We audited 20 mid-size companies. On average, 34% of employee time went to work that AI could handle today. Most leaders had no idea the number was that high.
The cost of manual work is hidden precisely because it is spread thin. Nobody spends a whole day rekeying invoices. They spend twenty minutes here and an hour there, and it never shows up as a line item. Add it across a team and across a year, and it becomes one of the largest unmanaged expenses in the business.
Where the time actually goes
The pattern repeated across every company we looked at. The biggest drains were rarely the obvious ones.
- Copying data between systems that do not talk to each other.
- Reading documents to pull out a handful of fields.

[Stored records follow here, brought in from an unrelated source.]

// fragment.rs - Restriction-site fragment splitting

use serde::{Deserialize, Serialize};
use std::str::FromStr;

/// How restriction-site occurrences are matched against the sequence
#[derive(Debug, Clone, Copy, PartialEq, Eq, Default, Serialize, Deserialize)]
#[serde(rename_all = "kebab-case")]
pub enum SiteMatching {
    /// Case-sensitive literal match
    #[default]
    Exact,
    /// ASCII case-insensitive match; fragments keep the input's case
    IgnoreCase,
}

impl FromStr for SiteMatching {
    type Err = String;

    fn from_str(s: &str) -> Result<Self, Self::Err> {
        match s.to_lowercase().as_str() {
            "exact" | "case-sensitive" => Ok(SiteMatching::Exact),
            "ignore-case" | "case-insensitive" => Ok(SiteMatching::IgnoreCase),
            _ => Err(format!(
                "Invalid site matching mode: {}. Use: exact, ignore-case",
                s
            )),
        }
    }
}

impl SiteMatching {
    pub fn description(&self) -> &str {
        match self {
            SiteMatching::Exact => "case-sensitive",
            SiteMatching::IgnoreCase => "case-insensitive",
        }
    }
}

/// Split `sequence` at every non-overlapping occurrence of `site`, scanning left to right.
///
/// The site text is dropped. Empty fragments at the sequence ends or between adjacent sites are
/// kept, so `n` site occurrences always yield `n + 1` fragments. An empty site cuts nothing.
pub fn split_fragments<'a>(sequence: &'a str, site: &str, matching: SiteMatching) -> Vec<&'a str> {
    if site.is_empty() {
        return vec![sequence];
    }

    match matching {
        SiteMatching::Exact => sequence.split(site).collect(),
        SiteMatching::IgnoreCase => split_ignore_case(sequence, site),
    }
}

fn split_ignore_case<'a>(sequence: &'a str, site: &str) -> Vec<&'a str> {
    let haystack = sequence.as_bytes();
    let needle = site.as_bytes();
    let mut fragments = Vec::new();
    let mut fragment_start = 0;
    let mut i = 0;

    while i + needle.len() <= haystack.len() {
        if haystack[i..i + needle.len()].eq_ignore_ascii_case(needle) {
            fragments.push(&sequence[fragment_start..i]);
            i += needle.len();
            fragment_start = i;
        } else {
            i += 1;
        }
    }
    fragments.push(&sequence[fragment_start..]);

    fragments
}

#[cfg(test)]
mod tests {
    use super::*;

    #[test]
    fn test_split_basic() {
        let fragments = split_fragments("AAAGATCCCC", "GATC", SiteMatching::Exact);
        assert_eq!(fragments, vec!["AAA", "CCC"]);
    }

    #[test]
    fn test_site_absent_returns_whole_sequence() {
        let fragments = split_fragments("ACGTACGT", "GATC", SiteMatching::Exact);
        assert_eq!(fragments, vec!["ACGTACGT"]);
    }

    #[test]
    fn test_boundary_sites_give_empty_fragments() {
        let fragments = split_fragments("GATCAAAGATC", "GATC", SiteMatching::Exact);
        assert_eq!(fragments, vec!["", "AAA", ""]);

        let fragments = split_fragments("AAGATCGATCTT", "GATC", SiteMatching::Exact);
        assert_eq!(fragments, vec!["AA", "", "TT"]);
    }

    #[test]
    fn test_non_overlapping_scan() {
        // "AAAA" in "AAAAAA" matches once at 0, then the remaining "AA" has no room
        let fragments = split_fragments("AAAAAA", "AAAA", SiteMatching::Exact);
        assert_eq!(fragments, vec!["", "AA"]);
    }

    #[test]
    fn test_exact_matching_is_case_sensitive() {
        let fragments = split_fragments("AAAgatcCCC", "GATC", SiteMatching::Exact);
        assert_eq!(fragments, vec!["AAAgatcCCC"]);
    }

    #[test]
    fn test_ignore_case_matching_keeps_input_case() {
        let fragments = split_fragments("aaagatcCCCGaTcTt", "GATC", SiteMatching::IgnoreCase);
        assert_eq!(fragments, vec!["aaa", "CCC", "Tt"]);
    }

    #[test]
    fn test_ignore_case_agrees_with_exact_on_uppercase() {
        let seq = "GATCAAGATCGATCTTTGATC";
        assert_eq!(
            split_fragments(seq, "GATC", SiteMatching::IgnoreCase),
            split_fragments(seq, "GATC", SiteMatching::Exact)
        );
    }

    #[test]
    fn test_empty_site_and_sequence() {
        assert_eq!(split_fragments("ACGT", "", SiteMatching::Exact), vec!["ACGT"]);
        assert_eq!(split_fragments("", "GATC", SiteMatching::Exact), vec![""]);
        assert_eq!(split_fragments("", "GATC", SiteMatching::IgnoreCase), vec![""]);
    }

    #[test]
    fn test_site_matching_from_str() {
        assert_eq!(SiteMatching::from_str("exact").unwrap(), SiteMatching::Exact);
        assert_eq!(
            SiteMatching::from_str("Ignore-Case").unwrap(),
            SiteMatching::IgnoreCase
        );
        assert!(SiteMatching::from_str("fuzzy").is_err());
    }
}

- Chasing approvals and status updates by email and chat.
- Rebuilding the same reports by hand every week.
None of these feels like a crisis on any given day. Together they quietly consume a third of the payroll.
The compounding penalty
Manual work does not just cost hours. It introduces errors, slows decisions, and burns out your most capable people on the least valuable tasks. The real loss is the strategic work that never happens because the team is busy keeping the lights on.
"You are not short of people. You are short of the time your people lose to work a machine should be doing."
Where to start
You do not fix this with a grand transformation. You fix it by finding the two or three highest volume, most repetitive tasks and removing them first. Those quick wins fund and build belief in the larger effort. Start by measuring honestly where the hours go, and the priorities choose themselves.